Artikel i vetenskaplig tidskrift
Författare Börje Jonefjäll
Hans Strid
Lena Öhman
Jan Svedlund
A Bergstedt
Magnus Simrén
Publicerad i Neurogastroenterology and Motility
Volym 25
Nummer/häfte 9
Sidor 756-E578
ISSN 1350-1925
Publiceringsår 2013
Publicerad vid Centrum för personcentrerad vård vid Göteborgs universitet (GPCC)

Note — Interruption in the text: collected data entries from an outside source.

use std::collections::BTreeMap;
use std::time::Duration;

/// Transport configuration for MABOT gateway requests.
#[derive(Debug, Clone, Default)]
pub struct MabotConfig {
    /// Gateway base URL, with or without the `/api` suffix.
    pub base_url: String,
    /// Optional `User-Agent` override.
    pub user_agent: Option<String>,
    /// Additional headers merged into every request.
    pub extra_headers: BTreeMap<String, String>,
    /// Optional request timeout.
    pub timeout: Option<Duration>,
}

impl MabotConfig {
    pub fn new(base_url: impl Into<String>) -> Self {
        Self {
            base_url: base_url.into(),
            ..Self::default()
        }
    }

    pub fn with_user_agent(mut self, user_agent: impl Into<String>) -> Self {
        self.user_agent = Some(user_agent.into());
        self
    }

    pub fn with_timeout(mut self, timeout: Duration) -> Self {
        self.timeout = Some(timeout);
        self
    }

    pub fn insert_header(mut self, key: impl Into<String>, value: impl Into<String>) -> Self {
        self.extra_headers.insert(key.into(), value.into());
        self
    }
}
use std::collections::BTreeMap;
use std::fs;
use std::io::ErrorKind;
use std::path::{Path, PathBuf};
use std::sync::{Mutex, MutexGuard};

use thiserror::Error;

pub const ACCESS_TOKEN_KEY: &str = "mabot_access_token";
pub const REFRESH_TOKEN_KEY: &str = "mabot_refresh_token";

#[derive(Debug, Error)]
pub enum StorageError {
    #[error("I/O error while {operation} at {path}: {source}")]
    Io {
        operation: &'static str,
        path: PathBuf,
        #[source]
        source: std::io::Error,
    },

    #[error("failed to parse key-value file {path}: {source}")]
    Json {
        path: PathBuf,
        #[source]
        source: serde_json::Error,
    },
}

/// String key-value persistence supplied by the caller.
///
/// Reads never fail: an unreadable entry is reported as absent.
pub trait KeyValueStore: Send + Sync {
    fn get(&self, key: &str) -> Option<String>;
    fn set(&self, key: &str, value: &str) -> Result<(), StorageError>;
    fn remove(&self, key: &str) -> Result<(), StorageError>;
}

#[derive(Debug, Default)]
pub struct MemoryStore {
    entries: Mutex<BTreeMap<String, String>>,
}

impl MemoryStore {
    pub fn new() -> Self {
        Self::default()
    }
}

impl KeyValueStore for MemoryStore {
    fn get(&self, key: &str) -> Option<String> {
        lock_unpoisoned(&self.entries).get(key).cloned()
    }

    fn set(&self, key: &str, value: &str) -> Result<(), StorageError> {
        lock_unpoisoned(&self.entries).insert(key.to_owned(), value.to_owned());
        Ok(())
    }

    fn remove(&self, key: &str) -> Result<(), StorageError> {
        lock_unpoisoned(&self.entries).remove(key);
        Ok(())
    }
}

/// A single JSON object file, rewritten on every mutation.
#[derive(Debug)]
pub struct FileStore {
    path: PathBuf,
    entries: Mutex<BTreeMap<String, String>>,
}

impl FileStore {
    /// Loads `path` if it exists; a missing file starts empty.
    pub fn open(path: impl Into<PathBuf>) -> Result<Self, StorageError> {
        let path = path.into();
        let entries = match fs::read_to_string(&path) {
            Ok(raw) if raw.trim().is_empty() => BTreeMap::new(),
            Ok(raw) => serde_json::from_str(&raw).map_err(|source| StorageError::Json {
                path: path.clone(),
                source,
            })?,
            Err(error) if error.kind() == ErrorKind::NotFound => BTreeMap::new(),
            Err(source) => {
                return Err(StorageError::Io {
                    operation: "reading key-value file",
                    path,
                    source,
                })
            }
        };

        Ok(Self {
            path,
            entries: Mutex::new(entries),
        })
    }

    pub fn path(&self) -> &Path {
        &self.path
    }

    fn persist(&self, entries: &BTreeMap<String, String>) -> Result<(), StorageError> {
        if let Some(parent) = self.path.parent() {
            fs::create_dir_all(parent).map_err(|source| StorageError::Io {
                operation: "creating key-value directory",
                path: parent.to_path_buf(),
                source,
            })?;
        }
        let raw = serde_json::to_string_pretty(entries).map_err(|source| StorageError::Json {
            path: self.path.clone(),
            source,
        })?;
        fs::write(&self.path, raw).map_err(|source| StorageError::Io {
            operation: "writing key-value file",
            path: self.path.clone(),
            source,
        })
    }
}

impl KeyValueStore for FileStore {
    fn get(&self, key: &str) -> Option<String> {
        lock_unpoisoned(&self.entries).get(key).cloned()
    }

    fn set(&self, key: &str, value: &str) -> Result<(), StorageError> {
        let mut entries = lock_unpoisoned(&self.entries);
        entries.insert(key.to_owned(), value.to_owned());
        self.persist(&entries)
    }

    fn remove(&self, key: &str) -> Result<(), StorageError> {
        let mut entries = lock_unpoisoned(&self.entries);
        if entries.remove(key).is_none() {
            return Ok(());
        }
        self.persist(&entries)
    }
}

fn lock_unpoisoned<T>(mutex: &Mutex<T>) -> MutexGuard<'_, T> {
    match mutex.lock() {
        Ok(guard) => guard,
        Err(poisoned) => poisoned.into_inner(),
    }
}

Institutionen för neurovetenskap och fysiologi, sektionen för psykiatri och neurokemi
Institutionen för biomedicin, avdelningen för mikrobiologi och immunologi
Institutionen för medicin, avdelningen för invärtesmedicin och klinisk nutrition
Sidor 756-E578
Språk en
Länkar dx.doi.org/10.1111/nmo.12163
Ämnesord Fecal Calprotectin, Functional GI symptoms, IBD, IBS, Ulcerative Colitis, inflammatory-bowel-disease, quality-of-life, fecal calprotectin, gastrointestinal symptoms, therapy, pathogenesis, prevalence, protein, health, impact
Ämneskategorier Klinisk medicin

Sammanfattning

Background Gastrointestinal symptoms compatible with Irritable Bowel Syndrome (IBS) are common in patients with inflammatory bowel disease. It has been suggested that these symptoms are a reflection of occult inflammation rather than coexisting IBS. The aim of this study was to characterize IBS-like symptoms in patients with Ulcerative Colitis (UC) in clinical remission by assessing inflammatory markers, psychological symptoms, and quality of life. Methods Ninety-four patients with new onset of UC were followed prospectively during 3 years with yearly follow-up visits. The patients completed self-administrated questionnaires. Fecal calprotectin was used as an inflammatory biomarker. Remission was defined as a total Mayo-score <= 2 and an endoscopic subscore <= 1, with no relapse during the 3-month period prior to visit. Key Results The prevalence of patients that fulfilled Rome II criteria for IBS among UC patients in remission was 11% at visit 1, 23% at visit 2, and 17% at visit 3. When comparing UC patients in remission with and without IBS-like symptom, patients with IBS-like symptoms had more severe gastrointestinal symptoms, tendencies toward more severe psychological symptoms and reduced levels of quality of life, but the calprotectin levels did not differ between the two groups. Conclusions & Inferences IBS-like symptoms are common in patients with UC in clinical remission and these fluctuate over time. The symptoms are associated with poor psychological wellbeing and reduced quality of life, and do not seem to be a reflection of low-grade inflammatory activity.